Building dry stone art is often a solitary pursuit. Accomplishments take place in the long stretches between contact with others. As my projects expand into the public realm the way forward is peppered with people. For someone whose focus has been on engagement with inert matter, to be devoting attention to a multiplicity of human interactions is a switch in gears. The variables grow exponentially. The ground underfoot is less sure. Choices and decisions are made in a more fluid fashion. A need develops for trust in a group momentum. Everyone agrees to volunteer a small portion of their lives over an extended period in the belief that a satisfactory conclusion to a common goal will someday make its appearance out of the mist ahead.
Unlike with singular endeavors, condensed efforts are rare in the evolution of a public art project. This is new territory for me as an art maker. I’m used to bringing things to a steady speed and keeping them rolling to the end of the track. But always included in that methodology is an acceptance of field conditions as they’re encountered. It’s no help denying what is. The trick is to turn what’s currently at hand to advantage. I’m learning that this is true whether those assets and encumbrances along the way are geological or physiological in nature.
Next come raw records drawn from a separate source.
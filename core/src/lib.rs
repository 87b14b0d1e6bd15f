//! Waterfall core: playback position engine
//!
//! Treats an arbitrary file's bytes as both a raw 8-bit PCM waveform and a
//! sequence of fixed-size raster frames. A single real-valued cursor walks the
//! buffer at a signed, tunable rate and is consumed by two readers running at
//! very different cadences:
//!
//! ```text
//! Audio context (per sample)             Render context (per visual tick)
//!     │                                        │
//! [PositionAdvancer::advance]                  │
//!     │  (wrap / pin / reflect)                │
//! [SampleSynthesizer::synthesize]        [FrameIndexer::frame_offset]
//!     │                                  [Palette::color per byte]
//!  stereo f32 out                         RGBA frame out
//! ```
//!
//! Everything device-, window- or keyboard-specific lives in the player crate.
//! This crate only holds the state machine, the byte buffer and the pure
//! mappings from position to sample and frame.

mod advance;
mod buffer;
mod command;
mod error;
mod frame;
mod palette;
mod profile;
mod rate;
mod session;
mod state;
mod status;
mod synth;

pub use advance::{CrossAction, CrossEvent, Crossing, LoopRegion, PositionAdvancer, wrap};
pub use buffer::ByteBuffer;
pub use command::Command;
pub use error::{LoadError, ProfileError};
pub use frame::FrameIndexer;
pub use palette::{
    HEATMAP_BANDS, Palette, RAINBOW, rainbow_components, rasterize_frame, tile_frames,
};
pub use profile::{
    BASE_FRAME_RATE, DEFAULT_LOOP_FRAMES, LadderRung, MAX_FREQUENCY, PRESET_NAMES, PlaybackProfile,
    REFERENCE_FREQUENCY, RateModel,
};
pub use rate::RateController;
pub use session::Session;
pub use state::{Direction, PlaybackSnapshot, PlaybackState, Rate};
pub use status::StatusLine;
pub use synth::SampleSynthesizer;

/// Upper bound of the user volume control
pub const MAX_VOLUME: f64 = 2.0;

/// Volume step used by the default +/- bindings
pub const VOLUME_STEP: f64 = 0.05;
After decades of assessing the attributes of inanimate objects in a direct and uncompromising way, I find myself in terrain where taking that path of least resistance only leads down a slippery slope to nowhere special. From a distance, the long way around appears to be inefficient and wasteful, but once the trip begins, the side tracks and stops along the way become the definition of the journey. The people met, the conversations had, the agreements made, are memorialized in the installation that’s left behind. They become the substance, if not the point, of the project. The public work now belongs to those who meander by, and will, I hope, become their memory touchstone.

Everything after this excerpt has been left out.